There’s an irony here as well.  Like most academics clueless about publication, I initially proposed Weathering the Psalms to Oxford University Press, assuming they published such things.  It was turned down on the basis of a reviewer—one or two I know not—that I later met at a social function, where he was clearly embarrassed.  I really just wonder how the OED found the book to cite in the first place.  In terms of copies sold, it has been my most successful book, but that’s not saying much.  As far as I can tell, it’s only sold less than 400 copies (the royalty statements don’t have the total and I haven’t received a check in years).  I guess all things in the world are connected, whether we notice it or not.

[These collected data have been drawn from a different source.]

use std::sync::Mutex;

use anyhow::Result;
use async_trait::async_trait;
use chrono::{DateTime, Utc};
use mongodb::bson::oid::ObjectId;
use rand::seq::SliceRandom;

use super::{BookStore, EngagementCounts, EngagementLog, SortOrder};
use crate::models::{Book, Bookmark, Review, ReviewStatus, OTHER_GENRE};

/// In-memory catalog. Used when no MONGO_URI is configured (dev) and by
/// the integration tests; same role the no-op cache plays for Redis.
#[derive(Default)]
pub struct MemoryCatalog {
    books: Mutex<Vec<Book>>,
    reviews: Mutex<Vec<Review>>,
    bookmarks: Mutex<Vec<Bookmark>>,
}

impl MemoryCatalog {
    pub fn new() -> Self {
        Self::default()
    }

    pub fn insert_book(&self, mut book: Book) -> ObjectId {
        let id = book.id.unwrap_or_else(ObjectId::new);
        book.id = Some(id);
        self.books.lock().unwrap().push(book);
        id
    }

    pub fn insert_review(&self, mut review: Review) -> ObjectId {
        let id = review.id.unwrap_or_else(ObjectId::new);
        review.id = Some(id);
        self.reviews.lock().unwrap().push(review);
        id
    }

    pub fn insert_bookmark(&self, mut bookmark: Bookmark) -> ObjectId {
        let id = bookmark.id.unwrap_or_else(ObjectId::new);
        bookmark.id = Some(id);
        self.bookmarks.lock().unwrap().push(bookmark);
        id
    }
}

fn matches_genre(book: &Book, genre: &str) -> bool {
    match &book.genre {
        Some(g) => g == genre,
        None => genre == OTHER_GENRE,
    }
}

#[async_trait]
impl BookStore for MemoryCatalog {
    async fn most_recent(&self, limit: usize) -> Result<Vec<Book>> {
        let mut books = self.books.lock().unwrap().clone();
        books.sort_by(|a, b| b.created_at.cmp(&a.created_at));
        books.truncate(limit);
        Ok(books)
    }

    async fn random_excluding(&self, exclude: &[ObjectId], limit: usize) -> Result<Vec<Book>> {
        let books = self.books.lock().unwrap();
        let pool: Vec<&Book> = books
            .iter()
            .filter(|b| b.id.map(|id| !exclude.contains(&id)).unwrap_or(false))
            .collect();
        let picked = pool
            .choose_multiple(&mut rand::thread_rng(), limit)
            .map(|b| (*b).clone())
            .collect();
        Ok(picked)
    }

    async fn all(&self) -> Result<Vec<Book>> {
        Ok(self.books.lock().unwrap().clone())
    }

    async fn by_id(&self, id: ObjectId) -> Result<Option<Book>> {
        Ok(self
            .books
            .lock()
            .unwrap()
            .iter()
            .find(|b| b.id == Some(id))
            .cloned())
    }

    async fn by_ids(&self, ids: &[ObjectId]) -> Result<Vec<Book>> {
        Ok(self
            .books
            .lock()
            .unwrap()
            .iter()
            .filter(|b| b.id.map(|id| ids.contains(&id)).unwrap_or(false))
            .cloned()
            .collect())
    }

    async fn distinct_genres(&self) -> Result<Vec<String>> {
        let books = self.books.lock().unwrap();
        let mut genres: Vec<String> = books
            .iter()
            .map(|b| b.genre.clone().unwrap_or_else(|| OTHER_GENRE.into()))
            .collect();
        genres.sort();
        genres.dedup();
        Ok(genres)
    }

    async fn set_cover(&self, id: ObjectId, cover_url: &str) -> Result<()> {
        let mut books = self.books.lock().unwrap();
        if let Some(book) = books.iter_mut().find(|b| b.id == Some(id)) {
            book.cover_url = Some(cover_url.to_string());
        }
        Ok(())
    }

    async fn browse(
        &self,
        q: Option<&str>,
        genre: Option<&str>,
        sort: SortOrder,
    ) -> Result<Vec<Book>> {
        let needle = q.map(str::to_lowercase);
        let mut books: Vec<Book> = self
            .books
            .lock()
            .unwrap()
            .iter()
            .filter(|b| match &needle {
                Some(n) => {
                    b.title.to_lowercase().contains(n) || b.author.to_lowercase().contains(n)
                }
                None => true,
            })
            .filter(|b| genre.map(|g| matches_genre(b, g)).unwrap_or(true))
            .cloned()
            .collect();
        match sort {
            SortOrder::Newest => books.sort_by(|a, b| b.created_at.cmp(&a.created_at)),
            SortOrder::Title => books.sort_by(|a, b| a.title.cmp(&b.title)),
        }
        Ok(books)
    }
}

#[async_trait]
impl EngagementLog for MemoryCatalog {
    async fn approved_reviews_since(&self, since: DateTime<Utc>) -> Result<EngagementCounts> {
        let reviews = self.reviews.lock().unwrap();
        let mut counts = EngagementCounts::new();
        for r in reviews
            .iter()
            .filter(|r| r.status == ReviewStatus::Approved && r.created_at >= since)
        {
            *counts.entry(r.book_id).or_insert(0) += 1;
        }
        Ok(counts)
    }

    async fn approved_reviews_total(&self) -> Result<EngagementCounts> {
        let reviews = self.reviews.lock().unwrap();
        let mut counts = EngagementCounts::new();
        for r in reviews.iter().filter(|r| r.status == ReviewStatus::Approved) {
            *counts.entry(r.book_id).or_insert(0) += 1;
        }
        Ok(counts)
    }

    async fn bookmarks_since(&self, since: DateTime<Utc>) -> Result<EngagementCounts> {
        let bookmarks = self.bookmarks.lock().unwrap();
        let mut counts = EngagementCounts::new();
        for bm in bookmarks.iter().filter(|bm| bm.created_at >= since) {
            *counts.entry(bm.book_id).or_insert(0) += 1;
        }
        Ok(counts)
    }

    async fn approved_reviews_for(&self, book_id: ObjectId) -> Result<Vec<Review>> {
        let mut reviews: Vec<Review> = self
            .reviews
            .lock()
            .unwrap()
            .iter()
            .filter(|r| r.book_id == book_id && r.status == ReviewStatus::Approved)
            .cloned()
            .collect();
        reviews.sort_by(|a, b| b.created_at.cmp(&a.created_at));
        Ok(reviews)
    }
}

Those who know me personally are aware that validation is a huge thing for me.  I suspect that is true of most people who grew up in difficult circumstances and who managed—and this is never a certain thing—to pull themselves out.  Having been fired from my long-term teaching post (where I was working on this book) only made me want to prove myself more, I guess.  Insignificant things like getting a Choice review for one of my books (which continues to sell poorly) and having that behemoth of a dictionary notice that I used a fairly common word in a fairly common way do tend to release the endorphins.  It’s like maybe someone noticed that I’ve passed this way.  Maybe there was a reason for trying to capture the Wisconsin thunderstorms in a book about the Psalms.  Maybe there’s a reason each working day there concluded with the Nunc dimittis.


Spirit Storm

Some time ago, we experienced quite a windstorm.  More than wind, there was a dump of rain, thunder, hail, and all that.  My wife and I were attending a Tibetan singing bowls sound-bath with some others in the cancer support community.  I’ve described this practice before, here.  In any case, the meditation is held in a large room with a tin roof—the kind of place you don’t want to be during a tornado.  We’d just got inside when the gust front hit and knocked out the power.  The instructor still went through the meditation, but the storm sounds blended with those of the singing bowls.  Afterwards my wife asked about Job.  Specifically, God speaking from the whirlwind.  I told her that was God on a bad day, but I understood what she was getting at—there’s a spirituality to the weather.  (I was going to suggest Elijah instead, but “but the Lord was not in the wind.”  Alas.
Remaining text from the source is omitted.